Food positivity and body positivity go hand-in-hand and are irreplaceable pieces of the same puzzle. Here are three points I share when people are struggling to balance the two:
1) Weight should never be the main focus. This is probably the single most important truth related to food and body positivity: Weight is literally just a number. It is not the sole indicator of health. Furthermore, an obsession with weight cannot coexist with a food/body positive mindset. Weight fixation will always negatively affect your relationship with food, making it impossible to respect your body through proper nutrition.

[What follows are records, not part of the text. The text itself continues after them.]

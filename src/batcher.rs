//! Adaptive batch building.
//!
//! The [`BatchBuilder`] pulls records from a [`RecordProvider`] and cuts them
//! into [`BetBatch`]es whose frames fit the transport budget:
//!
//! 1. Take up to `ceiling` records from the backlog head.
//! 2. While the frame is over the limit, halve the ceiling and retry from
//!    the same head.
//! 3. A single record over the limit is a fatal configuration error.
//!
//! Frame sizes are computed from [`BetRecord::encoded_len`], so shrinking
//! never re-encodes. A shrunken ceiling is kept for the following batches.
//!
//! The builder reads one record past the ceiling so it knows whether the
//! batch it returns is the last one.

use std::collections::VecDeque;

use crate::codec::BetRecord;
use crate::error::{ClientError, Result};
use crate::protocol::{BetBatch, ProtocolRevision};
use crate::provider::RecordProvider;

/// Default number of records per batch.
pub const DEFAULT_BATCH_CEILING: usize = 100;

/// Default frame budget in bytes.
pub const DEFAULT_MAX_FRAME_BYTES: usize = 8 * 1024;

/// Size limits for batch building.
#[derive(Debug, Clone, Copy, PartialEq, Eq)]
pub struct BatchLimits {
    /// Maximum records per batch.
    pub ceiling: usize,
    /// Maximum encoded frame size, header included. Capped by what the
    /// revision's length field can describe.
    pub max_frame_bytes: usize,
    /// Header layout used to size frames.
    pub revision: ProtocolRevision,
}

impl BatchLimits {
    /// Frame budget after capping `max_frame_bytes` to the largest frame the
    /// revision can encode.
    pub fn effective_frame_bytes(&self) -> usize {
        let payload = usize::try_from(self.revision.max_payload_len()).unwrap_or(usize::MAX);
        let encodable = self.revision.header_size().saturating_add(payload);
        self.max_frame_bytes.min(encodable)
    }
}

impl Default for BatchLimits {
    fn default() -> Self {
        Self {
            ceiling: DEFAULT_BATCH_CEILING,
            max_frame_bytes: DEFAULT_MAX_FRAME_BYTES,
            revision: ProtocolRevision::default(),
        }
    }
}

/// Cuts a record stream into transport-safe batches, in source order.
pub struct BatchBuilder<P> {
    provider: P,
    backlog: VecDeque<BetRecord>,
    exhausted: bool,
    final_emitted: bool,
    ceiling: usize,
    max_frame_bytes: usize,
    revision: ProtocolRevision,
}

impl<P: RecordProvider> BatchBuilder<P> {
    pub fn new(provider: P, limits: BatchLimits) -> Self {
        Self {
            provider,
            backlog: VecDeque::new(),
            exhausted: false,
            final_emitted: false,
            ceiling: limits.ceiling.max(1),
            max_frame_bytes: limits.effective_frame_bytes(),
            revision: limits.revision,
        }
    }

    /// Current ceiling, after any shrinking.
    #[inline]
    pub fn ceiling(&self) -> usize {
        self.ceiling
    }

    /// Records read from the provider but not yet placed in a batch.
    #[inline]
    pub fn backlog_len(&self) -> usize {
        self.backlog.len()
    }

    /// Whether the final batch has been handed out.
    #[inline]
    pub fn is_done(&self) -> bool {
        self.final_emitted
    }

    /// Build the next batch.
    ///
    /// Returns `Ok(None)` once the final batch has been returned. An empty
    /// source still yields one empty final batch, so the collector always
    /// sees the end of the agency's bets.
    ///
    /// # Errors
    ///
    /// Provider errors propagate unchanged. A record whose frame alone
    /// exceeds the limit yields [`ClientError::RecordTooLarge`]; the record
    /// stays at the backlog head.
    pub fn next_batch(&mut self) -> Result<Option<BetBatch>> {
        if self.final_emitted {
            return Ok(None);
        }

        self.fill(self.ceiling.saturating_add(1))?;

        let count = self.fitting_count()?;
        let records: Vec<BetRecord> = self.backlog.drain(..count).collect();
        let is_final = self.backlog.is_empty() && self.exhausted;
        if is_final {
            self.final_emitted = true;
        }

        tracing::trace!(
            records = records.len(),
            ceiling = self.ceiling,
            is_final,
            "Batch built"
        );
        Ok(Some(BetBatch::new(records, is_final)))
    }

    /// Read from the provider until the backlog holds `want` records or the
    /// provider is exhausted.
    fn fill(&mut self, want: usize) -> Result<()> {
        while self.backlog.len() < want && !self.exhausted {
            match self.provider.next_record()? {
                Some(record) => self.backlog.push_back(record),
                None => self.exhausted = true,
            }
        }
        Ok(())
    }

    /// Largest head count whose frame fits, halving the ceiling on overflow.
    fn fitting_count(&mut self) -> Result<usize> {
        let mut count = self.ceiling.min(self.backlog.len());
        if count == 0 {
            return Ok(0);
        }

        loop {
            let head = self.backlog.range(..count);
            let size = self.revision.header_size()
                + head.map(BetRecord::encoded_len).sum::<usize>();
            if size <= self.max_frame_bytes {
                return Ok(count);
            }
            if count == 1 {
                return Err(ClientError::RecordTooLarge {
                    size,
                    limit: self.max_frame_bytes,
                });
            }

            count /= 2;
            self.ceiling = count;
            tracing::debug!(
                size,
                limit = self.max_frame_bytes,
                ceiling = self.ceiling,
                "Batch over frame limit, shrinking"
            );
        }
    }
}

Can you manage your weight and still be food/body positive? Yes. But you need to focus on healthy, sustainable lifestyle changes like eating more fruits and vegetables or committing to walking with your kids each week. Also, you need to make sure your reasons for wanting to manage your weight are related to overall health and wellness, and are not an obsession with the number on the scale or a certain body type.

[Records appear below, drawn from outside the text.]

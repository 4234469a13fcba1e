//! Session builder and state machine.
//!
//! The [`SessionBuilder`] provides a fluent API for configuring the event log
//! and cancellation token. The [`Session`] drives one agency's upload:
//! 1. Connect to the collector (one connection per batch)
//! 2. Send the next batch and wait for its reply
//! 3. After the final batch is acknowledged, send the client id
//! 4. Wait for the lottery results on a helper task, racing cancellation
//!
//! ```text
//! Idle ─► Connecting ─► Sending ─► AwaitingAck ─┬─► Connecting (more batches)
//!                                                └─► AwaitingResults ─► Done
//! any ─► Cancelled (token)        any ─► Aborted (error)
//! ```
//!
//! # Example
//!
//! ```ignore
//! use bet_client::{ClientConfig, CsvRecordProvider, Session, SessionOutcome};
//!
//! let config = ClientConfig::load(None)?;
//! let provider = CsvRecordProvider::open(config.id.clone(), &config.data_path)?;
//! let mut session = Session::builder(config).build();
//!
//! match session.run(provider).await? {
//!     SessionOutcome::Completed(winners) => println!("{} winners", winners.count()),
//!     SessionOutcome::Interrupted => println!("interrupted"),
//! }
//! ```

use std::fmt;

use tokio::net::TcpStream;
use tokio_util::sync::CancellationToken;

use crate::batcher::BatchBuilder;
use crate::codec::Winners;
use crate::config::ClientConfig;
use crate::error::{ClientError, Result};
use crate::log::{EventLog, TracingLog};
use crate::protocol::{BetBatch, Reply};
use crate::provider::RecordProvider;
use crate::transport::{connect, FramedStream};

type Connection = FramedStream<TcpStream>;

/// Session lifecycle state.
#[derive(Debug, Clone, Copy, PartialEq, Eq)]
pub enum SessionState {
    Idle,
    Connecting,
    Sending,
    AwaitingAck,
    AwaitingResults,
    Done,
    Cancelled,
    Aborted,
}

impl SessionState {
    /// Whether the session can no longer make progress.
    #[inline]
    pub fn is_terminal(self) -> bool {
        matches!(
            self,
            SessionState::Done | SessionState::Cancelled | SessionState::Aborted
        )
    }
}

impl fmt::Display for SessionState {
    fn fmt(&self, f: &mut fmt::Formatter<'_>) -> fmt::Result {
        fmt::Debug::fmt(self, f)
    }
}

/// How a session ended when it did not fail.
#[derive(Debug, Clone, PartialEq, Eq)]
pub enum SessionOutcome {
    /// All batches acknowledged and the results received.
    Completed(Winners),
    /// The cancellation token fired first.
    Interrupted,
}

/// Builder for configuring and creating a [`Session`].
pub struct SessionBuilder<L = TracingLog> {
    config: ClientConfig,
    log: L,
    cancel: CancellationToken,
}

impl SessionBuilder<TracingLog> {
    pub fn new(config: ClientConfig) -> Self {
        Self {
            config,
            log: TracingLog,
            cancel: CancellationToken::new(),
        }
    }
}

impl<L: EventLog> SessionBuilder<L> {
    /// Replace the event log.
    pub fn log<L2: EventLog>(self, log: L2) -> SessionBuilder<L2> {
        SessionBuilder {
            config: self.config,
            log,
            cancel: self.cancel,
        }
    }

    /// Use an existing cancellation token, e.g. one wired to SIGTERM.
    pub fn cancel_token(mut self, cancel: CancellationToken) -> Self {
        self.cancel = cancel;
        self
    }

    pub fn build(self) -> Session<L> {
        Session {
            config: self.config,
            log: self.log,
            cancel: self.cancel,
            state: SessionState::Idle,
            sent: 0,
        }
    }
}

/// One agency's upload to the collector.
pub struct Session<L = TracingLog> {
    config: ClientConfig,
    log: L,
    cancel: CancellationToken,
    state: SessionState,
    /// Bets acknowledged so far.
    sent: usize,
}

/// Result of racing a suspension point against the cancellation token.
enum Raced<T> {
    Ready(T),
    Cancelled,
}

impl Session<TracingLog> {
    /// Create a new session builder.
    pub fn builder(config: ClientConfig) -> SessionBuilder<TracingLog> {
        SessionBuilder::new(config)
    }
}

impl<L: EventLog> Session<L> {
    #[inline]
    pub fn state(&self) -> SessionState {
        self.state
    }

    #[inline]
    pub fn config(&self) -> &ClientConfig {
        &self.config
    }

    /// Bets acknowledged by the collector so far.
    #[inline]
    pub fn bets_sent(&self) -> usize {
        self.sent
    }

    /// Token that interrupts the session when cancelled.
    pub fn cancellation_token(&self) -> CancellationToken {
        self.cancel.clone()
    }

    /// Run the session to completion.
    ///
    /// Returns [`SessionOutcome::Interrupted`] if the token fires at an
    /// iteration boundary, during a network wait or during the inter-batch
    /// pause. Every error is fatal and leaves the session `Aborted`.
    pub async fn run<P: RecordProvider>(&mut self, provider: P) -> Result<SessionOutcome> {
        let mut batches = BatchBuilder::new(provider, self.config.batch_limits());

        let result = match self.send_batches(&mut batches).await {
            Ok(Some(conn)) => self.await_results(conn).await,
            Ok(None) => Ok(SessionOutcome::Interrupted),
            Err(e) => Err(e),
        };

        match &result {
            Ok(SessionOutcome::Completed(_)) => self.transition(SessionState::Done),
            Ok(SessionOutcome::Interrupted) => {
                self.transition(SessionState::Cancelled);
                self.log.info(format_args!(
                    "action: shutdown | result: success | client_id: {} | bets_sent: {}",
                    self.config.id, self.sent
                ));
            }
            Err(e) => {
                self.transition(SessionState::Aborted);
                self.log.critical(format_args!(
                    "action: loop_finished | result: fail | client_id: {} | error: {}",
                    self.config.id, e
                ));
            }
        }
        result
    }

    /// Batch loop. Returns the connection the final ack arrived on, or
    /// `None` if cancelled.
    async fn send_batches<P: RecordProvider>(
        &mut self,
        batches: &mut BatchBuilder<P>,
    ) -> Result<Option<Connection>> {
        let mut pending: Option<BetBatch> = None;

        loop {
            if self.cancel.is_cancelled() {
                return Ok(None);
            }

            self.transition(SessionState::Connecting);
            let mut conn = match self.race(connect(&self.config.server_address)).await {
                Raced::Ready(Ok(conn)) => conn,
                Raced::Ready(Err(e)) => {
                    self.log.error(format_args!(
                        "action: connect | result: fail | client_id: {} | error: {}",
                        self.config.id, e
                    ));
                    return Err(e);
                }
                Raced::Cancelled => return Ok(None),
            };

            self.transition(SessionState::Sending);
            let batch = match pending.take() {
                Some(batch) => batch,
                None => batches.next_batch()?.ok_or_else(|| {
                    ClientError::Format("record source drained before the final batch".to_string())
                })?,
            };
            let frame = batch.encode(self.config.protocol_revision)?;
            if let Err(e) = conn.write_all(&frame).await {
                self.log.error(format_args!(
                    "action: send_batch | result: fail | client_id: {} | error: {}",
                    self.config.id, e
                ));
                return Err(e);
            }

            self.transition(SessionState::AwaitingAck);
            let body = match self.race(conn.read_frame()).await {
                Raced::Ready(Ok(body)) => body,
                Raced::Ready(Err(e)) => {
                    self.log.error(format_args!(
                        "action: receive_message | result: fail | client_id: {} | error: {}",
                        self.config.id, e
                    ));
                    return Err(e);
                }
                Raced::Cancelled => {
                    close(conn).await;
                    return Ok(None);
                }
            };

            match Reply::parse(&body) {
                Reply::Ack => {
                    self.sent += batch.len();
                    self.log.info(format_args!(
                        "action: apuestas_enviadas | result: success | cantidad: {}",
                        batch.len()
                    ));
                    if batch.is_final() {
                        conn.write_all(self.config.id.as_bytes()).await?;
                        return Ok(Some(conn));
                    }
                }
                Reply::Error => {
                    self.log.error(format_args!(
                        "action: apuestas_enviadas | result: fail | cantidad: {}",
                        batch.len()
                    ));
                    close(conn).await;
                    return Err(ClientError::ServerRejected {
                        amount: batch.len(),
                    });
                }
                Reply::Other(text) => {
                    self.log.error(format_args!(
                        "action: receive_message | result: fail | client_id: {} | msg: {:?}",
                        self.config.id, text
                    ));
                    if self.config.strict_replies {
                        close(conn).await;
                        return Err(ClientError::Format(format!(
                            "unexpected reply {text:?}"
                        )));
                    }
                    pending = Some(batch);
                }
            }

            close(conn).await;
            let pause = tokio::time::sleep(self.config.loop_period);
            if let Raced::Cancelled = self.race(pause).await {
                return Ok(None);
            }
        }
    }

    /// Read the results frame on a helper task while watching the token.
    async fn await_results(&mut self, conn: Connection) -> Result<SessionOutcome> {
        self.transition(SessionState::AwaitingResults);

        let mut reader = tokio::spawn(async move {
            let mut conn = conn;
            let body = conn.read_frame().await?;
            Ok::<_, ClientError>((conn, body))
        });

        let cancel = self.cancel.clone();
        let joined = tokio::select! {
            _ = cancel.cancelled() => None,
            joined = &mut reader => Some(joined),
        };

        let Some(joined) = joined else {
            // Aborting drops the task's connection.
            reader.abort();
            let _ = reader.await;
            return Ok(SessionOutcome::Interrupted);
        };

        let (conn, body) = joined.map_err(|e| ClientError::Io(std::io::Error::other(e)))??;
        close(conn).await;

        let winners = Winners::decode(&body)?;
        self.log.info(format_args!(
            "action: consulta_ganadores | result: success | cant_ganadores: {} | dni: {:?}",
            winners.count(),
            winners.documents()
        ));
        Ok(SessionOutcome::Completed(winners))
    }

    /// Await `fut` unless the token fires first.
    async fn race<F: std::future::Future>(&self, fut: F) -> Raced<F::Output> {
        tokio::select! {
            _ = self.cancel.cancelled() => Raced::Cancelled,
            out = fut => Raced::Ready(out),
        }
    }

    fn transition(&mut self, next: SessionState) {
        tracing::debug!(
            from = %self.state,
            to = %next,
            client_id = %self.config.id,
            "Session transition"
        );
        self.state = next;
    }
}

/// Close the write side and drop the connection.
async fn close(mut conn: Connection) {
    if let Err(e) = conn.shutdown().await {
        tracing::debug!("Connection shutdown failed: {}", e);
    }
}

2) Nutrition is more than just calories. One of the easiest and most dangerous traps to fall into is making nutrition solely about calories. While calories can be a helpful tool, people struggling with body/food positivity need to avoid making food and nutrition only about calories. Calories are just a snapshot of what your food is actually providing your body. They say nothing about the quality of food you’re eating or the type of nutrition your body is receiving. They can leave you fixated on a number, rather than the big picture.
A good alternative: Make food about ALL components of nutrition and how it works to make your body beautiful. For example, fats keep skin and nails healthy. Proteins strengthen muscles for running, hiking, and dancing. Vitamins boost your immune system. Minerals keep bones strong and muscles working properly. Focusing on the amazing things that balanced nutrition has to offer your body is a much more positive way to view food.

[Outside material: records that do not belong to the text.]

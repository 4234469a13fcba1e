//! Protocol module - wire format, batch frames and replies.
//!
//! This module implements the framing between client and collector:
//! - Batch header encoding/decoding for each protocol revision
//! - Batch frames built from encoded bet records
//! - Reply classification (ack, error, other)

mod batch;
mod reply;
mod wire_format;

pub use batch::{decode_batch_frame, frame_len, payload_len, BetBatch};
pub use reply::{build_reply_frame, Reply};
pub use wire_format::{
    decode_reply_header, encode_reply_header, BatchHeader, ProtocolRevision, ACK_REPLY,
    ERROR_REPLY, MARKER_CONTINUE, MARKER_FINAL, MAX_REPLY_LEN, REPLY_HEADER_SIZE,
};
//! Codec module - payload encoding for bets and lottery results.
//!
//! - [`BetRecord`] - one bet as six length-prefixed string fields
//! - [`Winners`] - list of winning documents decoded from the results frame
//! - [`field`] - the shared `[u16 length][bytes]` string field
//!
//! All integers are Big Endian. Batch framing lives in
//! [`protocol`](crate::protocol).

pub mod field;
mod record;
mod winners;

pub use record::BetRecord;
pub use winners::Winners;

3) Diets need to be ditched—completely. It might seem weird for a dietitian to say stop dieting, but diets are not long-term solutions for healthful eating habits. They're also not beneficial for body positivity. Most diets place morality on foods, which means that foods are put in “good” or “bad” categories. This way of categorizing food inherently makes us “good” or “bad” based on what we’re eating. This affects the way we view both food and ourselves, and it’s based entirely on external restrictions placed upon us. Not on what our bodies are telling us they need. Diets also consistently contribute to feelings of guilt, deprivation, and shame—none of which contribute to body positivity.
Instead of dieting, try responding to your body's natural hunger and satiety cues. Honoring your body when it’s hungry and when it’s satisfied, rather than restricting and overeating, is more conducive to a body positive mindset.
This list isn’t magical.
It doesn’t automatically cure a negative body image or relationship with food.
This is a list of small, practical steps to think over and to try implementing in your own life. They all pave the way for a healthful food/body relationship that can significantly improve food/body positivity.
One final thing that’s true about being body and food positive: it grants others around you the freedom to do the same. Never underestimate the powerful influence we have over one another. Love your body and love your food, friends.
Do it for you and for everyone else around you.